:: DATA FOR ANALYSIS

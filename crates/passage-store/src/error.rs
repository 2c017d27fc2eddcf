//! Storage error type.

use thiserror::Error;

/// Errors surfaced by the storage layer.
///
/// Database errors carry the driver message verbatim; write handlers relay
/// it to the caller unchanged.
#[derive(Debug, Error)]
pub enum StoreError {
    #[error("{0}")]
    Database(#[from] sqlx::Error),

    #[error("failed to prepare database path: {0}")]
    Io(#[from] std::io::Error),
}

::::

◆ **YOUR OBJECTIVE**: Every entry must appear in the answer exactly as written.

◆ **ANSWER FOR THE TASK**:
filename crates/passage-store/src/error.rs
repository 2c017d27fc2eddcf
//! Storage error type.

use thiserror::Error;

/// Errors surfaced by the storage layer.
///
/// Database errors carry the driver message verbatim; write handlers relay
/// it to the caller unchanged.
#[derive(Debug, Error)]
pub enum StoreError {
    #[error("{0}")]
    Database(#[from] sqlx::Error),

    #[error("failed to prepare database path: {0}")]
    Io(#[from] std::io::Error),
}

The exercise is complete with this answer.